Als ich die Praxis betrat, stieg mir zuerst der Geruch diverser Duftkerzen in die Nase, die um eine Buddha-Statue in der Mitte des Raumes gruppiert waren. Nachdem ich angewiesen wurde, die Schuhe auszuziehen, setzte ich mich, dem Vorbild der sechs anderen anwesenden Teilnehmerinnen folgend, barfuß im Schneidersitz in den Kreis. In der nun folgenden Vorstellungsrunde musste ich zunächst glaubhaft meine erfundene Hebammenidentität verteidigen, bevor es losging mit einer mehrstündigen Lehrveranstaltung zum Thema Anthroposophie, die mir noch das ein oder andere Quäntchen Selbstbeherrschung zwecks Unterdrückung ungläubiger Grimassen abverlangen sollte.
Zunächst erzählte die Seminarleiterin – selbst eine Hebamme, doch nach eigener Aussage „genervt“ von der Betreuung Gebärender – ein wenig von ihrer Karriere bei Weleda, um anschließend in eine Einführung in die Anthroposophie überzuleiten. Nein, wir würden nicht „unsere Namen im Morgentau tanzen“, spottete sie und war sich offenbar nicht bewusst über die leise Ironie, die darin lag, dass sie als Leiterin eines Seminars über die vier spirituellen Wesensglieder des Menschen sich über ein vergleichbar absurdes Konzept lustig machte.

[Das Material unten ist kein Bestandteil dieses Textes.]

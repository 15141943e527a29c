//! Request rejection kinds.
//!
//! Every variant rejects one user request; none of them is fatal to the process.

use std::fmt;

use actix_web::HttpResponse;
use serde::Serialize;
use utoipa::ToSchema;

#[derive(Debug, Clone, PartialEq, Eq)]
pub enum JukeboxError {
    /// The requester is not in an audio channel.
    NotInAudioChannel,
    /// The audio transport could not join the channel.
    ConnectionDenied(String),
    /// Play requested without a query, with an empty queue and autoplay off.
    QueueEmpty,
    AlreadyPlaying,
    NotPlaying,
    /// A search or browse produced nothing; carries the user-facing text.
    NoResults(String),
    /// A selection referenced an index outside the displayed page.
    IndexOutOfRange { index: usize, len: usize },
    /// Pagination hit the end of the results.
    NoFurtherResults,
    /// The browse surface expired or was superseded.
    BrowseExpired(String),
    /// The browse surface has no such action (paging an album, play-all on a search).
    ActionUnavailable,
}

/// JSON error body returned by the HTTP API.
#[derive(Debug, Serialize, ToSchema)]
pub struct ErrorBody {
    pub error: &'static str,
    pub message: String,
}

impl JukeboxError {
    pub fn code(&self) -> &'static str {
        match self {
            JukeboxError::NotInAudioChannel => "not_in_audio_channel",
            JukeboxError::ConnectionDenied(_) => "connection_denied",
            JukeboxError::QueueEmpty => "queue_empty",
            JukeboxError::AlreadyPlaying => "already_playing",
            JukeboxError::NotPlaying => "not_playing",
            JukeboxError::NoResults(_) => "no_results",
            JukeboxError::IndexOutOfRange { .. } => "index_out_of_range",
            JukeboxError::NoFurtherResults => "no_further_results",
            JukeboxError::BrowseExpired(_) => "browse_expired",
            JukeboxError::ActionUnavailable => "action_unavailable",
        }
    }

    /// Convert the rejection into an HTTP response.
    pub fn into_response(self) -> HttpResponse {
        let body = ErrorBody {
            error: self.code(),
            message: self.to_string(),
        };
        match self {
            JukeboxError::NotInAudioChannel => HttpResponse::Forbidden().json(body),
            JukeboxError::ConnectionDenied(_) => HttpResponse::BadGateway().json(body),
            JukeboxError::QueueEmpty
            | JukeboxError::AlreadyPlaying
            | JukeboxError::NotPlaying
            | JukeboxError::NoFurtherResults => HttpResponse::Conflict().json(body),
            JukeboxError::NoResults(_) | JukeboxError::BrowseExpired(_) => {
                HttpResponse::NotFound().json(body)
            }
            JukeboxError::IndexOutOfRange { .. } | JukeboxError::ActionUnavailable => {
                HttpResponse::BadRequest().json(body)
            }
        }
    }
}

impl fmt::Display for JukeboxError {
    fn fmt(&self, f: &mut fmt::Formatter<'_>) -> fmt::Result {
        match self {
            JukeboxError::NotInAudioChannel => f.write_str("You are not connected to a voice channel."),
            JukeboxError::ConnectionDenied(_) => f.write_str("Cannot connect to voice channel."),
            JukeboxError::QueueEmpty => f.write_str("Queue is empty."),
            JukeboxError::AlreadyPlaying => f.write_str("Already playing."),
            JukeboxError::NotPlaying => f.write_str("No track is playing."),
            JukeboxError::NoResults(message) => f.write_str(message),
            JukeboxError::IndexOutOfRange { index, len } => {
                write!(f, "Selection {index} is no longer available ({len} results shown).")
            }
            JukeboxError::NoFurtherResults => f.write_str("No further results."),
            JukeboxError::BrowseExpired(_) => f.write_str("This menu has expired, please search again."),
            JukeboxError::ActionUnavailable => f.write_str("This menu does not support that action."),
        }
    }
}
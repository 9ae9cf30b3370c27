use anyhow::Result;

use crate::config::SynapseConfig;
use crate::graph::types::ConnectionType;

/// Display whole-network statistics in the terminal.
pub fn stats(config: &SynapseConfig) -> Result<()> {
    let conn = crate::db::open_database(config.resolved_db_path())?;

    let response = crate::graph::stats::network_stats(&conn)?;

    println!("Network Statistics");
    println!("{}", "=".repeat(40));
    println!("  Total connections:     {}", response.total_connections);
    println!("  Connected experiences: {}", response.connected_experiences);
    println!("  Total experiences:     {}", response.total_experiences);
    println!("  Average strength:      {:.2}", response.avg_strength);
    println!("  Average degree:        {:.2}", response.avg_degree);
    println!("  Network coverage:      {:.1}%", response.network_coverage * 100.0);
    println!();

    println!("By Type:");
    for ct in ConnectionType::ALL {
        let count = response.by_type.get(ct.as_str()).copied().unwrap_or(0);
        if count > 0 {
            println!("  {:<12} {}", ct.as_str(), count);
        }
    }

    Ok(())
}
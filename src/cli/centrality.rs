use anyhow::Result;

use crate::config::SynapseConfig;

/// Print centrality metrics for one experience.
pub fn centrality(config: &SynapseConfig, experience_id: i64) -> Result<()> {
    let conn = crate::db::open_database(config.resolved_db_path())?;

    let report = crate::graph::centrality::centrality(&conn, experience_id)?;

    println!("Centrality for experience {experience_id}");
    println!("{}", "=".repeat(40));
    println!("  In-degree:             {}", report.in_degree);
    println!("  Out-degree:            {}", report.out_degree);
    println!("  Degree centrality:     {}", report.degree_centrality);
    println!("  Avg incoming strength: {:.2}", report.avg_incoming_strength);
    println!("  Avg outgoing strength: {:.2}", report.avg_outgoing_strength);
    println!("  Weighted centrality:   {:.2}", report.weighted_centrality);

    Ok(())
}
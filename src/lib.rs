//! Associative memory graph engine — typed, weighted links between experience records.
//!
//! Synapse manages the connection graph that turns a flat store of experience
//! records into an associative memory: every link has a type (temporal, causal,
//! semantic, ...), an integer strength from 1 to 10, a direction, and an
//! activation history. On top of that graph it provides path search, cluster
//! detection, centrality scoring, temporal co-occurrence reinforcement, and
//! heuristic link suggestion.
//!
//! Experience records themselves are owned by the backing store — the engine
//! never creates or deletes them, it only links them.
//!
//! # Architecture
//!
//! - **Storage**: SQLite (WAL mode) holding the `experiences` and `connections`
//!   tables; all mutations run in short immediate transactions with a bounded
//!   busy-retry loop
//! - **Analytics**: traversal, clustering, centrality, and suggestion read the
//!   edge set through a single snapshot transaction per call
//! - **Similarity**: consumed from an external [`similarity::SimilarityProvider`]
//!   when one is available; the engine computes no embeddings itself
//!
//! # Modules
//!
//! - [`cli`] — Terminal commands for inspecting and maintaining a graph
//! - [`config`] — Configuration loading from TOML files and environment variables
//! - [`db`] — SQLite database initialization, schema, and migrations
//! - [`graph`] — Core engine: connections, traversal, clusters, centrality,
//!   reinforcement, suggestions, and network statistics
//! - [`similarity`] — The external similarity-score boundary

pub mod cli;
pub mod config;
pub mod db;
pub mod graph;
pub mod similarity;
use anyhow::Result;

use crate::config::SynapseConfig;

/// Find and print clusters of highly connected experiences.
pub fn clusters(config: &SynapseConfig, min_connections: usize) -> Result<()> {
    let conn = crate::db::open_database(config.resolved_db_path())?;

    let found =
        crate::graph::clusters::find_clusters(&conn, &config.graph, min_connections)?;

    if found.is_empty() {
        println!("No experiences with {min_connections} or more connections.");
        return Ok(());
    }

    println!("{} cluster(s) at threshold {min_connections}:", found.len());
    for (index, cluster) in found.iter().enumerate() {
        let ids: Vec<String> = cluster.iter().map(|id| id.to_string()).collect();
        println!("  {}: [{}] ({} members)", index + 1, ids.join(", "), cluster.len());
    }

    Ok(())
}
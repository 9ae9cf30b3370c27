//! Core graph engine: connections, traversal, clusters, centrality,
//! reinforcement, suggestions, and network statistics.
//!
//! All analytics read the edge set through [`connections`] helpers inside a
//! single snapshot transaction per call; only [`connections`] and
//! [`reinforce`] write.

pub mod centrality;
pub mod clusters;
pub mod connections;
pub mod error;
pub mod reinforce;
pub mod stats;
pub mod suggest;
pub mod traverse;
pub mod types;

mod nodes;

pub use error::{GraphError, Result};

use rusqlite::{Connection as Db, ErrorCode, Transaction, TransactionBehavior};
use std::time::Duration;

/// Run `op` inside an IMMEDIATE transaction, retrying on a busy database.
///
/// Every mutating operation in the engine goes through here so concurrent
/// writers to the same edge serialize instead of losing updates. Retries are
/// bounded by `retry_budget`; past that the caller gets
/// [`GraphError::ConflictRetryExhausted`] and may retry at its own level.
pub(crate) fn with_write_tx<T>(
    conn: &mut Db,
    retry_budget: u32,
    mut op: impl FnMut(&Transaction) -> Result<T>,
) -> Result<T> {
    let mut attempt: u32 = 0;
    loop {
        attempt += 1;

        let tx = match conn.transaction_with_behavior(TransactionBehavior::Immediate) {
            Ok(tx) => tx,
            Err(e) if is_busy(&e) => {
                if attempt > retry_budget {
                    return Err(GraphError::ConflictRetryExhausted { attempts: attempt });
                }
                std::thread::sleep(backoff(attempt));
                continue;
            }
            Err(e) => return Err(e.into()),
        };

        match op(&tx) {
            Ok(value) => match tx.commit() {
                Ok(()) => return Ok(value),
                Err(e) if is_busy(&e) => {
                    if attempt > retry_budget {
                        return Err(GraphError::ConflictRetryExhausted { attempts: attempt });
                    }
                    std::thread::sleep(backoff(attempt));
                }
                Err(e) => return Err(e.into()),
            },
            Err(GraphError::Db(e)) if is_busy(&e) => {
                drop(tx); // roll back before retrying
                if attempt > retry_budget {
                    return Err(GraphError::ConflictRetryExhausted { attempts: attempt });
                }
                std::thread::sleep(backoff(attempt));
            }
            Err(e) => return Err(e),
        }
    }
}

fn is_busy(e: &rusqlite::Error) -> bool {
    matches!(
        e,
        rusqlite::Error::SqliteFailure(inner, _)
            if inner.code == ErrorCode::DatabaseBusy || inner.code == ErrorCode::DatabaseLocked
    )
}

fn backoff(attempt: u32) -> Duration {
    Duration::from_millis(10 * u64::from(attempt))
}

Was an Informationen zur anthroposophischen Medizin folgte, war in Inhalt und Darreichungsform haarsträubend – eine milde Apologetik von Rudolf Steiners Rassentheorie, ein Loblied auf rückständige Mediziner (Ita Wegman, Weggefährtin von Steiner, habe in einer Zeit, als Impfungen und Medikamente die Medizin bestimmten, den Weg zurück zur Natur beschritten und eine anthroposophische Klinik gegründet – was als große Errungenschaft gepriesen wurde) und eine Preisung der Anwendung anthroposophischer Konzepte in Landwirtschaft, Kosmetik, Pädagogik, Wirtschaft und Medizin. Die Anthroposophie sei auch der Grund, weshalb die von einem Anhänger dieser Lehre geleitete Drogeriekette dm noch existiere und Schlecker nicht, wurde in der Gruppe gefolgert.
Geistleib, Rhythmisierung und der Energiebereich im Wollen
Anschließend war es an der Zeit, zum Kern der Lehre vorzudringen. Es wurde über die vier Wesensglieder des Menschen gesprochen. Der unbelebte physische Leib, der dem Mineral im Menschen entspreche, also den Knochen; der Lebensleib, welcher die Pflanze im Menschen repräsentiere, also der Stoffwechsel; der Empfindungsleib – das Tier im Menschen (schließlich hätten Tiere eine Seele und ein Bewusstsein) und zu gute Letzt der Geistleib, die Ich-Organisation. All dies wurde im fröhlichen Frage-Antwort-Spiel mit den Zuhörerinnen erörtert. Der Geistleib, so folgerte die Referentin, sei imstande, die drei anderen Wesenglieder zu aktivieren, weil er „einen Anteil Natur in sich“ habe – aber dazu benötige er Homöopathika oder anthroposophische Arzneimittel.